# Double Werte aus byte[] auslesen



## redbomber (12. Mrz 2009)

Hi zusammen,

ich lese bytes aus einem File aus dessen Anzahl an bytes mir bekannt ist.

Nun stecken die bytes in dem Array.
Die Werte die sich darin befinden sind Double, also immer 8byte ergibt einen Double Wert.

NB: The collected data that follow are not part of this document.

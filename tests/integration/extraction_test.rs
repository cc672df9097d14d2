//! Local Extraction Integration Tests
//!
//! Exercises the full local pipeline (segmenter, classifiers, title and
//! summary generation, batch summary) through the engine's single entry
//! point. No network is involved anywhere in these tests.

use tasklens::{
    EngineConfig, ExtractError, ExtractionEngine, ExtractionOutcome, ExtractionRequest,
    ExtractionResult, ExtractionStrategy, TaskType, STATUS_NOT_START,
};

fn engine() -> ExtractionEngine {
    ExtractionEngine::new(EngineConfig::default())
}

fn local_request(text: &str) -> ExtractionRequest {
    ExtractionRequest::new("CRM", text, ExtractionStrategy::Local)
}

async fn extract_local(text: &str) -> ExtractionResult {
    match engine().extract(&local_request(text)).await.unwrap() {
        ExtractionOutcome::Completed(result) => result,
        ExtractionOutcome::RelayPrompt(_) => panic!("Expected Completed outcome"),
    }
}

// ============================================================================
// Numbered-list round trip
// ============================================================================

#[tokio::test]
async fn test_numbered_list_round_trip() {
    let result = extract_local("1. Fix login bug\n2. Add export button").await;

    assert_eq!(result.tasks.len(), 2);
    assert_eq!(result.tasks[0].description, "Fix login bug");
    assert_eq!(result.tasks[0].task_type, TaskType::Issue);
    assert_eq!(result.tasks[1].description, "Add export button");
    assert_eq!(result.tasks[1].task_type, TaskType::Feature);
    assert_eq!(result.summary, "2 tasks identified (1 features, 1 issues)");
}

#[tokio::test]
async fn test_every_record_is_fully_populated() {
    let result = extract_local("1. Fix login bug\n2. Add export button").await;

    for task in &result.tasks {
        assert!(!task.title.is_empty());
        assert!(!task.description.is_empty());
        assert!(!task.module.is_empty());
        assert!(!task.summary.is_empty());
        assert_eq!(task.status, STATUS_NOT_START);
    }
}

// ============================================================================
// Determinism and idempotence
// ============================================================================

#[tokio::test]
async fn test_local_extraction_is_idempotent() {
    let text = "1. Fix login bug\n2. Add export button\n3. Update the compliance report";
    let first = extract_local(text).await;
    let second = extract_local(text).await;
    assert_eq!(first, second);
}

// ============================================================================
// Module classification ordering
// ============================================================================

#[tokio::test]
async fn test_module_priority_order_is_respected() {
    // "user" and "compliance" keywords both match; Compliance is
    // declared earlier in the module table and must win.
    let result = extract_local("users need a compliance matrix for the audit").await;
    assert_eq!(result.tasks.len(), 1);
    assert_eq!(result.tasks[0].module, "Compliance");
}

#[tokio::test]
async fn test_unmatched_module_defaults_to_other() {
    let result = extract_local("miscellaneous housekeeping chores everywhere").await;
    assert_eq!(result.tasks.len(), 1);
    assert_eq!(result.tasks[0].module, "Other");
}

// ============================================================================
// Confidence and empty batches
// ============================================================================

#[tokio::test]
async fn test_local_confidence_is_fixed() {
    let result = extract_local("1. Fix login bug\n2. Add export button").await;
    assert!((result.confidence - 0.8).abs() < 1e-9);
    assert!(result.stats.is_none());
}

#[tokio::test]
async fn test_confidence_stays_within_bounds() {
    let inputs = [
        "1. Fix login bug",
        "a\nb\nc",
        "implement the new dashboard with charts and filters",
        "1. one\n2. two\n3. three\n4. four\n5. five\n6. six\n7. seven\n8. eight\n9. nine",
    ];
    for input in inputs {
        let result = extract_local(input).await;
        assert!(result.confidence >= 0.0, "input {:?}", input);
        assert!(result.confidence <= 0.95, "input {:?}", input);
    }
}

#[tokio::test]
async fn test_empty_batch_is_not_an_error() {
    // Nothing passes the minimum-length thresholds.
    let result = extract_local("a. b.").await;
    assert!(result.tasks.is_empty());
    assert_eq!(result.summary, "No tasks identified");
}

// ============================================================================
// Input validation
// ============================================================================

#[tokio::test]
async fn test_blank_text_is_rejected() {
    let err = engine().extract(&local_request("   ")).await.unwrap_err();
    assert!(matches!(err, ExtractError::InvalidInput { .. }));
}

#[tokio::test]
async fn test_blank_project_name_is_rejected() {
    let request = ExtractionRequest::new("  ", "fix the bug", ExtractionStrategy::Local);
    let err = engine().extract(&request).await.unwrap_err();
    assert!(matches!(err, ExtractError::InvalidInput { .. }));
}

// ============================================================================
// Strategy availability
// ============================================================================

#[tokio::test]
async fn test_availability_without_credential() {
    let availability = engine().strategy_availability().await;
    assert!(availability.local);
    assert!(!availability.remote_service);
    assert!(!availability.agent_relay);
}
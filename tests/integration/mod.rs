//! Integration Tests Module
//!
//! End-to-end tests for the task extraction engine. Tests cover the
//! local heuristic pipeline, the agent-relay protocol, and the remote
//! service strategy against a scripted transport.

// Local strategy pipeline tests
mod extraction_test;


// Remote service strategy tests (scripted transport, no network)
mod remote_test;
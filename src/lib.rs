//! TaskLens - Task Extraction Engine
//!
//! Turns free-form project descriptions into structured, classified task
//! records ready to track. Three interchangeable strategies converge on
//! one result contract:
//! - Local: deterministic keyword heuristics, no network
//! - RemoteService: a remote task-extraction service over HTTP
//! - AgentRelay: a generated prompt handed to an external reasoning
//!   agent by hand, whose pasted reply is parsed back into tasks
//!
//! The engine owns no state past a call and never persists anything;
//! the host application takes full ownership of every result.

pub mod models;
pub mod services;
pub mod utils;

// Re-export the public surface at the crate root
pub use models::task::{ExtractionResult, RemoteStats, TaskRecord, TaskType, STATUS_NOT_START};
pub use services::extraction::types::{
    EngineConfig, ExtractionRequest, ExtractionStrategy, RequestOptions,
};
pub use services::extraction::{ExtractionEngine, ExtractionOutcome, StrategyAvailability};
pub use utils::error::{ExtractError, ExtractResult};
//! Type & Module Classifiers
//!
//! Keyword-driven labeling of extraction units. Both classifiers are
//! deterministic substring matchers over the fixed tables in
//! [`super::keywords`]; no statistical model is involved, so the same
//! unit text always yields the same labels.

use crate::models::task::TaskType;

use super::keywords::{
    count_matches, first_match, ACTION_KEYWORDS, FEATURE_KEYWORDS, ISSUE_KEYWORDS,
    MODULE_KEYWORDS, MODULE_OTHER,
};

/// Label a unit Feature or Issue.
///
/// Issue keywords dominate feature keywords even when both are present
/// in the same unit; a bug report mentioning a feature stays an Issue.
/// Action keywords only break the tie when neither category matched:
/// more than one distinct action verb reads as feature work, anything
/// else defaults to Issue.
pub fn classify_type(text: &str) -> TaskType {
    let lower = text.to_lowercase();

    if first_match(&lower, ISSUE_KEYWORDS).is_some() {
        return TaskType::Issue;
    }
    if first_match(&lower, FEATURE_KEYWORDS).is_some() {
        return TaskType::Feature;
    }
    if count_matches(&lower, ACTION_KEYWORDS) > 1 {
        TaskType::Feature
    } else {
        TaskType::Issue
    }
}

/// Label a unit with a subsystem tag.
///
/// The module table is iterated in declared order and the first module
/// with any keyword match wins; iteration stops immediately. Returns
/// "Other" when nothing matches.
pub fn classify_module(text: &str) -> String {
    let lower = text.to_lowercase();

    for (label, keywords) in MODULE_KEYWORDS {
        if keywords.iter().any(|kw| lower.contains(kw)) {
            return (*label).to_string();
        }
    }

    MODULE_OTHER.to_string()
}
//! Data Models
//!
//! Contains the value types produced by the extraction engine.

pub mod task;

pub use task::*;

Kann ich irgendwie aus dem byte[] nun diese Double Werte auslesen?
Also wie kann ich immer 8 bytes nehmen und daraus einen Double Wert erzeugen?


----------



## daWonderer (12. Mrz 2009)

schau mal hier, da ist erklärt wie Kommazahlen gespeichert werden:

Gleitkommazahl ? Wikipedia


----------



## Marco13 (12. Mrz 2009)

Lies 8 bytes, verwurste die mit

```
long x = 
    (b0 << 0) |
    (b1 << 8) |
    ...
```
zu einem Long, und mach' dann Double (Java Platform SE 6)


----------



## thE_29 (12. Mrz 2009)

Wenn diese Datei von C/C++ geschrieben ist, dann ist es ziemlich wahrscheinlich, dass es für Java in verkehrter Reihenfolge ist!

Müsstest also von hinten durchgehen bis zum Anfang, aber so halt wie Marco13 geschrieben hat.


----------



## redbomber (12. Mrz 2009)

hey vielen Dank euch allen!!

@ thE_29
Ja, du ahnst nich wie lange ich den Fehler wo anders gesucht habe, hatte bisher einfach
readDouble() verwendet und völlig falsche Werte heraus bekommen...irgendwann kam ich dann auf little/big endian


----------



## thE_29 (13. Mrz 2009)

Jojo, diese Probleme sind immer lustig


----------